BACKGROUND: We previously reported that osteopontin plays an essential role in accelerating both reparative fibrosis and clearance of dead cells (efferocytosis) during tissue repair after myocardial infarction (MI) and galectin-3^hiCD206⁺ macrophages is the main source of osteopontin in post-MI heart. Interleukin-10– STAT3 (signal transducer and activator of transcription 3)– galectin-3 axis is essential for Spp1 (encoding osteopontin) transcriptional activation in cardiac macrophages after MI. Here, we investigated the more detailed mechanism responsible for functional maturation of osteopontin-producing macrophages. METHODS AND RESULTS: In post-MI hearts, Spp1 transcriptional activation occurred almost exclusively in MerTK (Mer tyrosine kinase)⁺ galectin-3^hi macrophages.

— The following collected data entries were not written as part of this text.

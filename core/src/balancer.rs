//! Selection engine.
//!
//! Picks one worker for a (modality, skill) request. Pure with respect to
//! the ledger: it only reads counters. The engine records the assignment
//! inside the same critical section.
//!
//! ORDER OF DECISIONS:
//!   1. Pool: active in modality now, resolved value not Excluded.
//!   2. Exclusion rules (skipped on the no-exclusion fallback pass).
//!   3. Partition: Specialist/Weighted vs Generalist.
//!   4. Phase 1: any specialist under the minimum → underfilled specialists only.
//!   5. Phase 2: strict / no-overflow → specialists; else compare pool minimums.
//!   6. Overflow to the lowest-ratio generalist when imbalance ≥ threshold.
//!   7. Ties break on worker id.
//!   8. Empty pool caused only by exclusion rules → retry without them (non-strict).
//!   9. Still nobody → configured fallback skills (non-strict), then NoAvailableWorker.

use crate::{
    config::RotaConfig,
    error::RotaResult,
    ledger::WorkloadLedger,
    normalizer::AvailabilitySegment,
    schedule::DaySchedule,
    skill::SkillValue,
    types::{ClockTime, Modality, Skill, WorkerId},
};
use serde::{Deserialize, Serialize};

/// One worker eligible for the current request.
#[derive(Debug, Clone, PartialEq)]
pub struct Candidate {
    pub worker:           WorkerId,
    pub value:            SkillValue,
    pub segment_modifier: f64,
    pub weighted_count:   f64,
    pub ratio:            f64,
    /// Inside the shift-start or shift-end buffer: not eligible for overflow.
    pub in_buffer:        bool,
}

#[derive(Debug, Clone, Default)]
pub struct Pools {
    pub specialists: Vec<Candidate>,
    pub generalists: Vec<Candidate>,
    /// Candidates removed only because of exclusion rules.
    pub excluded_by_rules: usize,
}

impl Pools {
    pub fn is_empty(&self) -> bool {
        self.specialists.is_empty() && self.generalists.is_empty()
    }
}

/// Why the pick deviated from a plain specialist pick.
#[derive(Debug, Clone, Copy, PartialEq, Eq, Serialize, Deserialize)]
#[serde(rename_all = "snake_case")]
pub enum Fallback {
    /// Exclusion rules emptied the pool; picked with rules disabled.
    ExclusionRulesIgnored,
    /// Nobody could take the requested skill; a configured fallback skill was used.
    FallbackSkill,
    /// No specialist on duty; a generalist took the work.
    NoSpecialist,
}

#[derive(Debug, Clone, PartialEq)]
pub struct Pick {
    pub candidate: Candidate,
    pub skill_used: Skill,
    pub overflow: bool,
    pub fallback: Option<Fallback>,
    pub reason: Option<String>,
}

#[derive(Debug, Clone, PartialEq)]
pub enum Selection {
    Picked(Pick),
    Nobody { reason: String },
}

/// Overflow signal in percent: how far the specialist minimum ratio sits
/// above the generalist minimum, relative to the larger of the two.
///
/// `(specialist - generalist) / specialist × 100` when the specialist
/// minimum is higher, else 0. An infinite specialist minimum against a
/// finite generalist minimum is 100%.
pub fn imbalance_pct(specialist_min: f64, generalist_min: f64) -> f64 {
    if !(specialist_min > generalist_min) {
        return 0.0;
    }
    if specialist_min.is_infinite() {
        return 100.0;
    }
    (specialist_min - generalist_min) / specialist_min * 100.0
}

/// Lowest ratio wins; equal ratios fall back to worker id order.
fn lowest<'c>(candidates: impl IntoIterator<Item = &'c Candidate>) -> Option<&'c Candidate> {
    candidates
        .into_iter()
        .min_by(|a, b| a.ratio.total_cmp(&b.ratio).then_with(|| a.worker.cmp(&b.worker)))
}

pub struct Balancer<'a> {
    config: &'a RotaConfig,
    schedule: &'a DaySchedule,
    ledger: &'a WorkloadLedger,
    now: ClockTime,
}

impl<'a> Balancer<'a> {
    pub fn new(
        config: &'a RotaConfig,
        schedule: &'a DaySchedule,
        ledger: &'a WorkloadLedger,
        now: ClockTime,
    ) -> Self {
        Self {
            config,
            schedule,
            ledger,
            now,
        }
    }

    /// Choose a worker for the request. Does not mutate anything.
    pub fn select(&self, modality: &str, skill: &str, strict: bool) -> RotaResult<Selection> {
        let skill_cfg = self.config.require_skill(skill)?;
        self.config.require_modality(modality)?;
        let strict = strict || skill_cfg.strict;

        if let Some(pick) = self.select_for_skill(modality, skill, strict)? {
            return Ok(Selection::Picked(pick));
        }
        if !strict {
            for fallback_skill in &skill_cfg.fallback {
                if let Some(mut pick) = self.select_for_skill(modality, fallback_skill, false)? {
                    log::warn!("No worker for {skill}/{modality}; falling back to skill '{fallback_skill}'");
                    pick.fallback = Some(Fallback::FallbackSkill);
                    pick.reason = Some(match pick.reason.take() {
                        Some(inner) => format!("no worker for '{skill}', used '{fallback_skill}' ({inner})"),
                        None => format!("no worker for '{skill}', used '{fallback_skill}'"),
                    });
                    return Ok(Selection::Picked(pick));
                }
            }
        }
        Ok(Selection::Nobody {
            reason: format!(
                "no eligible worker for {skill}/{modality} at {}{}",
                self.now,
                if strict { " (strict)" } else { "" }
            ),
        })
    }

    fn select_for_skill(&self, modality: &str, skill: &str, strict: bool) -> RotaResult<Option<Pick>> {
        let mut pools = self.build_pools(modality, skill, true);
        let mut fallback = None;
        if pools.is_empty() && !strict && pools.excluded_by_rules > 0 {
            log::warn!(
                "Exclusion rules removed all {} candidates for {skill}/{modality}; retrying without rules",
                pools.excluded_by_rules
            );
            pools = self.build_pools(modality, skill, false);
            fallback = Some(Fallback::ExclusionRulesIgnored);
        }
        if pools.is_empty() {
            return Ok(None);
        }
        let overflow_allowed = self.config.overflow_allowed(skill, modality)?;
        let Some(mut pick) = self.choose(&pools, skill, strict, overflow_allowed) else {
            return Ok(None);
        };
        if let Some(fb) = fallback {
            pick.fallback = Some(fb);
            let note = "exclusion rules left no candidate; rules ignored";
            pick.reason = Some(match pick.reason.take() {
                Some(inner) => format!("{note} ({inner})"),
                None => note.to_string(),
            });
        }
        Ok(Some(pick))
    }

    /// Steps 1-3: eligible workers, partitioned by resolved value.
    pub fn build_pools(&self, modality: &str, skill: &str, apply_exclusions: bool) -> Pools {
        let mut pools = Pools::default();
        for segment in self.schedule.active_in(modality, self.now) {
            let value = segment.skill(skill);
            if value.is_excluded() {
                continue;
            }
            if apply_exclusions && self.excluded_by_rules(&segment.worker, skill, modality) {
                pools.excluded_by_rules += 1;
                continue;
            }
            let record = self.ledger.record(&segment.worker, skill, modality);
            let candidate = Candidate {
                worker: segment.worker.clone(),
                value,
                segment_modifier: segment.modifier,
                weighted_count: record.weighted_count,
                ratio: record.ratio(),
                in_buffer: self.in_buffer(segment),
            };
            if value.is_specialist() {
                pools.specialists.push(candidate);
            } else {
                pools.generalists.push(candidate);
            }
        }
        log::debug!(
            "Pools for {skill}/{modality} at {}: {} specialists, {} generalists, {} excluded by rules",
            self.now,
            pools.specialists.len(),
            pools.generalists.len(),
            pools.excluded_by_rules
        );
        pools
    }

    /// A worker is excluded when they actively hold any target skill of the rule.
    fn excluded_by_rules(&self, worker: &str, skill: &str, modality: &str) -> bool {
        let Some(targets) = self.config.exclusions.targets(skill, modality) else {
            return false;
        };
        targets.iter().any(|target| {
            self.schedule
                .active_segment(worker, &target.modality, self.now)
                .is_some_and(|seg| seg.skill(&target.skill).is_specialist())
        })
    }

    fn in_buffer(&self, segment: &AvailabilitySegment) -> bool {
        let cfg = &self.config.balancer;
        let shift = segment.shift_window;
        self.now < shift.start.plus_minutes(cfg.shift_start_buffer_minutes)
            || self.now >= shift.end.minus_minutes(cfg.shift_end_buffer_minutes)
    }

    /// Steps 4-7.
    fn choose(&self, pools: &Pools, skill: &str, strict: bool, overflow_allowed: bool) -> Option<Pick> {
        let min_required = self.config.balancer.min_assignments_per_skill;
        let specialist_pick = |candidate: &Candidate| Pick {
            candidate: candidate.clone(),
            skill_used: skill.to_string(),
            overflow: false,
            fallback: None,
            reason: None,
        };

        // Phase 1: minimum fairness. Generalists wait until every specialist has the minimum.
        let underfilled: Vec<&Candidate> = pools
            .specialists
            .iter()
            .filter(|c| c.weighted_count < min_required)
            .collect();
        if !underfilled.is_empty() {
            return lowest(underfilled).map(specialist_pick);
        }

        if pools.specialists.is_empty() {
            if strict || !overflow_allowed {
                return None;
            }
            let overflow_eligible: Vec<&Candidate> = pools.generalists.iter().filter(|c| !c.in_buffer).collect();
            let chosen = lowest(overflow_eligible).or_else(|| lowest(&pools.generalists))?;
            return Some(Pick {
                candidate: chosen.clone(),
                skill_used: skill.to_string(),
                overflow: true,
                fallback: Some(Fallback::NoSpecialist),
                reason: Some("no specialist on duty".into()),
            });
        }

        // Phase 2: normal mode.
        let best_specialist = lowest(&pools.specialists)?;
        if strict || !overflow_allowed {
            return Some(specialist_pick(best_specialist));
        }
        let overflow_eligible: Vec<&Candidate> = pools.generalists.iter().filter(|c| !c.in_buffer).collect();
        let Some(best_generalist) = lowest(overflow_eligible) else {
            return Some(specialist_pick(best_specialist));
        };
        let imbalance = imbalance_pct(best_specialist.ratio, best_generalist.ratio);
        if imbalance >= self.config.balancer.imbalance_threshold_pct {
            log::debug!(
                "Overflow for {skill}: specialist min {:.3} vs generalist min {:.3} ({imbalance:.1}%)",
                best_specialist.ratio,
                best_generalist.ratio
            );
            return Some(Pick {
                candidate: best_generalist.clone(),
                skill_used: skill.to_string(),
                overflow: true,
                fallback: None,
                reason: Some(format!("overflow: specialists {imbalance:.1}% more loaded")),
            });
        }
        Some(specialist_pick(best_specialist))
    }
}

/// Outcome of one assignment request as reported to callers.
#[derive(Debug, Clone, PartialEq, Serialize, Deserialize)]
pub struct AssignmentResult {
    pub worker: WorkerId,
    pub modality: Modality,
    pub skill_requested: Skill,
    pub skill_used: Skill,
    pub skill_value: SkillValue,
    pub overflow: bool,
    pub fallback: Option<Fallback>,
    pub reason: Option<String>,
    pub weight: f64,
    pub at: ClockTime,
}

/// `NoAvailableWorker` is an ordinary outcome, not an error.
#[derive(Debug, Clone, PartialEq, Serialize, Deserialize)]
#[serde(tag = "outcome", rename_all = "snake_case")]
pub enum AssignOutcome {
    Assigned(AssignmentResult),
    NoAvailableWorker { reason: String },
}

impl AssignOutcome {
    pub fn assigned(&self) -> Option<&AssignmentResult> {
        match self {
            Self::Assigned(result) => Some(result),
            Self::NoAvailableWorker { .. } => None,
        }
    }

    pub fn worker(&self) -> Option<&str> {
        self.assigned().map(|r| r.worker.as_str())
    }
}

The induction of MerTK on galectin-3^hi macrophages is essential for their functional maturation including efferocytosis and Spp1 transcriptional activity. MerTK⁺galectin-3^hi macrophages showed a strong activation of both STAT3 and ERK (extracellular signal-regulated kinase). STAT3 inhibition suppressed the differentiation of osteopontin-producing MerTK⁺galectin-3^hi macrophages, however, STAT3 activation was insufficient at inducing Spp1 transcriptional activity. ERK inhibition suppressed Spp1 transcriptional activation without affecting MerTK or galectin-3 expression. Concomitant activation of ERK is required for transcriptional activation of Spp1. In Il-10 knockout enhanced green fluorescent protein–Spp1 knock-in mice subjected to MI, osteopontin-producing macrophages decreased but did not disappear entirely. Interleukin-10 and macrophage colony-stimulating factor synergistically activated STAT3 and ERK and promoted the differentiation of osteopontin-producing MerTK⁺galectin-3^hi macrophages in bone marrow–derived macrophages. Coadministration of anti-interleukin-10 plus anti–macrophage colony-stimulating factor antibodies substantially reduced the number of osteopontin-producing macrophages by more than anti–interleukin-10 antibody alone in post-MI hearts. CONCLUSIONS: Interleukin-10 and macrophage colony-stimulating factor act synergistically to activate STAT3 and ERK in cardiac macrophages, which in turn upregulate the expression of galectin-3 and MerTK, leading to the functional maturation of osteopontin-producing macrophages.